8. You shall not steal.

9. You shall not bear false witness against your neighbour.

10. You shall not covet they neighbour’s house/wife/manservant/maidservant/ox/donkey/XBox etc. (God is nothing if not circumlocutious. He could have simply said “You shall not covet anything that your neighbour owns”. Maybe he feels he has to spell it out for the really stupid – after all, they must number a fair percentage of his followers)

OK. So that about wraps it up and we can trundle off down the mountain with our slab of stone, and our moral certitude intact, right?(iii) Oh no, not on your nellie. Now that God’s got the soapbox there’s just a few teensy other things he wants to add…

11. You shall set your Hebrew servant free after six years. Except if he doesn’t want to go, in which case his ear will be pierced with an awl. (It is pretty obvious already that the end of #10 was always going to be a good place for an edit, isn’t it?)

12. You shall not let your daughter go free if you have previously sold her as a servant. Conditions apply. (I’m abbreviating for the sake of sanity. Pretty much all these further Commandments are long-winded and full of caveats)

13. Anyone who strikes someone else shall be put to death. Unless it’s an accident, in which case I/God will decide on a place to send him. (God persists in talking in both the first and third person throughout Exodus. It is really quite irritating. I suppose it’s something to do with him being a Holy Trinity and all that, but you’d think that an omnipotent being would have a better grasp of grammar and language structure).

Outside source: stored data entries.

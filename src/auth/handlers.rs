use axum::{
    extract::{FromRef, State},
    routing::{get, post},
    Json, Router,
};
use serde_json::{json, Value};
use time::OffsetDateTime;
use tracing::{info, instrument, warn};

use crate::auth::dto::{
    LoginRequest, LoginResponse, NoticeResponse, RegisterInstructorRequest,
    RegisterStudentRequest, StudentRegisteredResponse,
};
use crate::auth::session::{Role, SessionKeys};
use crate::auth::{password, services};
use crate::error::AppError;
use crate::state::AppState;
use crate::store::{NewInstructor, NewStudent, Store, StoreError, UniqueField};
use crate::students;
use crate::validation::{is_valid_email, positive_number};

pub fn routes() -> Router<AppState> {
    Router::new()
        .route(
            "/register_student",
            get(register_student_form).post(register_student),
        )
        .route(
            "/register_instructor",
            get(register_instructor_form).post(register_instructor),
        )
        .route("/login", post(login))
        .route("/logout", get(logout))
}

async fn register_student_form() -> Json<Value> {
    Json(json!({
        "fields": [
            "name", "surname", "email", "birth_date", "height", "weight",
            "gender", "goal_weight", "password"
        ]
    }))
}

#[instrument(skip(state, payload))]
pub async fn register_student(
    State(state): State<AppState>,
    Json(mut payload): Json<RegisterStudentRequest>,
) -> Result<Json<StudentRegisteredResponse>, AppError> {
    payload.email = payload.email.trim().to_lowercase();

    if !is_valid_email(&payload.email) {
        warn!(email = %payload.email, "invalid email");
        return Err(AppError::Validation("Invalid email".into()));
    }
    let today = OffsetDateTime::now_utc().date();
    if payload.birth_date > today {
        return Err(AppError::Validation(
            "Birth date cannot be in the future!".into(),
        ));
    }
    positive_number("Height", payload.height)?;
    positive_number("Weight", payload.weight)?;
    positive_number("Goal weight", payload.goal_weight)?;

    services::ensure_email_available(state.store.as_ref(), &payload.email).await?;

    let password_hash = password::hash_password(&payload.password)?;

    // The pre-checked code can still collide with a concurrent registration;
    // the unique constraint reports it and we draw again.
    let student = loop {
        let code = services::allocate_code(state.store.as_ref()).await?;
        let new = NewStudent {
            code,
            name: payload.name.clone(),
            surname: payload.surname.clone(),
            email: payload.email.clone(),
            birth_date: payload.birth_date,
            height: payload.height,
            weight: payload.weight,
            gender: payload.gender.clone(),
            goal_weight: payload.goal_weight,
            password_hash: password_hash.clone(),
        };
        match state.store.create_student(new).await {
            Ok(s) => break s,
            Err(StoreError::Duplicate(UniqueField::Code)) => continue,
            Err(e) => return Err(e.into()),
        }
    };

    // The registration weight becomes the starting baseline record.
    students::services::record_weigh_in(state.store.as_ref(), &student, student.weight).await?;

    info!(student_id = student.id, code = %student.code, "student registered");
    Ok(Json(StudentRegisteredResponse {
        notice: format!(
            "Registration successful! Your unique ID is: {}",
            student.code
        ),
        code: student.code.clone(),
    }))
}

async fn register_instructor_form() -> Json<Value> {
    Json(json!({
        "fields": ["name", "surname", "email", "password"]
    }))
}

#[instrument(skip(state, payload))]
pub async fn register_instructor(
    State(state): State<AppState>,
    Json(mut payload): Json<RegisterInstructorRequest>,
) -> Result<Json<NoticeResponse>, AppError> {
    payload.email = payload.email.trim().to_lowercase();

    if !is_valid_email(&payload.email) {
        warn!(email = %payload.email, "invalid email");
        return Err(AppError::Validation("Invalid email".into()));
    }

    services::ensure_email_available(state.store.as_ref(), &payload.email).await?;

    let password_hash = password::hash_password(&payload.password)?;
    let instructor = state
        .store
        .create_instructor(NewInstructor {
            name: payload.name,
            surname: payload.surname,
            email: payload.email,
            password_hash,
        })
        .await?;

    info!(instructor_id = instructor.id, "instructor registered");
    Ok(Json(NoticeResponse {
        notice: "Registration successful!".into(),
    }))
}

#[instrument(skip(state, payload))]
pub async fn login(
    State(state): State<AppState>,
    Json(mut payload): Json<LoginRequest>,
) -> Result<Json<LoginResponse>, AppError> {
    payload.email = payload.email.trim().to_lowercase();
    let keys = SessionKeys::from_ref(&state);

    // Students first; email is unique across roles so at most one matches.
    if let Some(student) = state.store.student_by_email(&payload.email).await? {
        if password::verify_password(&payload.password, &student.password_hash)? {
            let token = keys.sign(student.id, Role::Student)?;
            info!(student_id = student.id, "student logged in");
            return Ok(Json(LoginResponse {
                role: Role::Student,
                id: student.id,
                token,
            }));
        }
    }

    if let Some(instructor) = state.store.instructor_by_email(&payload.email).await? {
        if password::verify_password(&payload.password, &instructor.password_hash)? {
            let token = keys.sign(instructor.id, Role::Instructor)?;
            info!(instructor_id = instructor.id, "instructor logged in");
            return Ok(Json(LoginResponse {
                role: Role::Instructor,
                id: instructor.id,
                token,
            }));
        }
    }

    warn!(email = %payload.email, "login rejected");
    Err(AppError::InvalidCredentials(
        "Invalid email or password!".into(),
    ))
}

/// Sessions live in the signed token, so logout is an acknowledgement; the
/// client discards the token.
async fn logout() -> Json<NoticeResponse> {
    Json(NoticeResponse {
        notice: "Logged out.".into(),
    })
}

#[cfg(test)]
mod tests {
    use super::*;
    use time::macros::date;

    fn student_req(email: &str) -> RegisterStudentRequest {
        RegisterStudentRequest {
            name: "Ana".into(),
            surname: "Lee".into(),
            email: email.into(),
            birth_date: date!(2000 - 01 - 01),
            height: 170.0,
            weight: 65.0,
            gender: "female".into(),
            goal_weight: 60.0,
            password: "s3cret-pass".into(),
        }
    }

    fn instructor_req(email: &str) -> RegisterInstructorRequest {
        RegisterInstructorRequest {
            name: "Ion".into(),
            surname: "Pop".into(),
            email: email.into(),
            password: "coach-pass".into(),
        }
    }

    #[tokio::test]
    async fn registration_returns_a_six_char_code() {
        let state = AppState::fake();
        let Json(resp) = register_student(State(state.clone()), Json(student_req("a@x.com")))
            .await
            .expect("register");
        assert_eq!(resp.code.len(), 6);
        assert!(resp.notice.contains(&resp.code));

        // The registration weight is persisted as the starting record.
        let student = state
            .store
            .student_by_email("a@x.com")
            .await
            .unwrap()
            .unwrap();
        let records = state.store.weight_records(student.id).await.unwrap();
        assert_eq!(records.len(), 1);
        assert_eq!(records[0].weight, 65.0);
        assert_eq!(records[0].bmi, 22.49);
    }

    #[tokio::test]
    async fn future_birth_date_is_rejected() {
        let state = AppState::fake();
        let mut req = student_req("a@x.com");
        req.birth_date = date!(2999 - 01 - 01);
        let err = register_student(State(state), Json(req)).await.unwrap_err();
        assert!(matches!(err, AppError::Validation(_)));
    }

    #[tokio::test]
    async fn duplicate_email_is_rejected_across_roles() {
        let state = AppState::fake();
        register_student(State(state.clone()), Json(student_req("same@x.com")))
            .await
            .expect("student first");
        let err = register_instructor(State(state.clone()), Json(instructor_req("same@x.com")))
            .await
            .unwrap_err();
        assert!(matches!(err, AppError::Conflict(_)));

        register_instructor(State(state.clone()), Json(instructor_req("coach@x.com")))
            .await
            .expect("instructor first");
        let err = register_student(State(state), Json(student_req("coach@x.com")))
            .await
            .unwrap_err();
        assert!(matches!(err, AppError::Conflict(_)));
    }

    #[tokio::test]
    async fn registered_codes_are_distinct() {
        let state = AppState::fake();
        let mut codes = std::collections::HashSet::new();
        for i in 0..20 {
            let Json(resp) = register_student(
                State(state.clone()),
                Json(student_req(&format!("s{i}@x.com"))),
            )
            .await
            .expect("register");
            codes.insert(resp.code);
        }
        assert_eq!(codes.len(), 20);
    }

    #[tokio::test]
    async fn login_reports_the_role_and_rejects_bad_credentials() {
        let state = AppState::fake();
        register_student(State(state.clone()), Json(student_req("a@x.com")))
            .await
            .expect("register student");
        register_instructor(State(state.clone()), Json(instructor_req("c@x.com")))
            .await
            .expect("register instructor");

        let Json(resp) = login(
            State(state.clone()),
            Json(LoginRequest {
                email: "a@x.com".into(),
                password: "s3cret-pass".into(),
            }),
        )
        .await
        .expect("student login");
        assert_eq!(resp.role, Role::Student);

        let Json(resp) = login(
            State(state.clone()),
            Json(LoginRequest {
                email: "c@x.com".into(),
                password: "coach-pass".into(),
            }),
        )
        .await
        .expect("instructor login");
        assert_eq!(resp.role, Role::Instructor);

        let err = login(
            State(state),
            Json(LoginRequest {
                email: "a@x.com".into(),
                password: "wrong".into(),
            }),
        )
        .await
        .unwrap_err();
        assert!(matches!(err, AppError::InvalidCredentials(_)));
    }
}
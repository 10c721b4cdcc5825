use time::OffsetDateTime;

use crate::metrics;
use crate::store::{NewWeightRecord, Store, StoreError, Student, WeightRecord};

/// Append a weigh-in for `student`, deriving BMI and BMR from the stored
/// height, gender and birth date at the time of the call.
pub async fn record_weigh_in(
    store: &dyn Store,
    student: &Student,
    weight: f64,
) -> Result<WeightRecord, StoreError> {
    let today = OffsetDateTime::now_utc().date();
    let age = metrics::age_on(student.birth_date, today);
    let bmi = metrics::bmi(weight, student.height);
    let bmr = metrics::bmr(&student.gender, weight, student.height, age);
    store
        .add_weight_record(NewWeightRecord {
            student_id: student.id,
            weight,
            bmi,
            bmr,
        })
        .await
}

14. Anyone who attacks his father or mother should be put to death. (No exceptions for accidents here, evidently)

15. Anyone who kidnaps someone and sells them should be put to death.

16. Anyone who curses his father or mother should be put to death. (This is certainly a little stronger than #5: “Honour your mother and father”)

17. If men quarrel and one hits the other with a stone or with his fist and he does not die but is confined to bed, the one who struck the blow will not be held responsible if the other gets up and walks around outside with his staff; however, he must pay the injured man for the loss of his time and see that he is completely healed. (Geez – it’s starting to sound like the minutes of the annual general meeting of a bowling club)

18. If someone beats their slave and they die they should be punished. But if the slave gets up after a day or two, that’s OK, no worries.

19. If fighting men injure a pregnant woman and she gives birth prematurely, then they have to pay up whatever her husband thinks fair. (Many of these latter commandments smack of rules made by a committee – “But Jehosaphat what if a bearded man goes into the temple and kicks a priest in the balls? Surely we need to cover that?”)

20. If someone knocks out a servant’s tooth or eye, the servant is to be set free. (This Commandment coupled with #18 can best be summarized thus: If you have a servant, make sure any wounds you inflict upon him can – in the grand manner of modern prison retaliation – come under the explanation “He slipped in the shower”)

21. If a bull gores a man to death….

OH GOD(iv) THIS IS SO FUCKING TEDIOUS. It just goes on and on and on and on like this for a good part of Exodus – for a total of 56 Commandments by my counting.(v) I won’t assault you with the rest of them, even though Moses had to stand there and listen to God drone on about what to do if your bull gores someone else’s bull and what to do if your goat gets into someone’s vineyard and the finer points of disputes involving arson. You know Moses lived to be really old, right? He aged about a hundred years on that mountain listening to God yakking.

It is, for the most part, totally irrelevant dreck, unless you happen to be a pre-technological Middle-Eastern goat herder. And even then, it’s hard to see the purpose of many of the abstruse and often contradictory instructions. Here’s just a few more highlights:

32. Do not allow a sorceress to live. (She’s a witch – burn her!)(vi)

33. Anyone who has sexual relations with an animal must be put to death. (…and you fuck one goat…)

38. Do not blaspheme God or curse the ruler of your people. (Repetition, much? There are at least four variations of “And don’t call Me any bad names!” among this particular batch of Commandments. If there’s one thing that reading the Bible constantly impresses upon me, it is how utterly petty and childlike God sounds whenever he is supposed to be speaking in his own voice. In fact, for an omnipotent being he seems almost neurotically obsessed with trivia)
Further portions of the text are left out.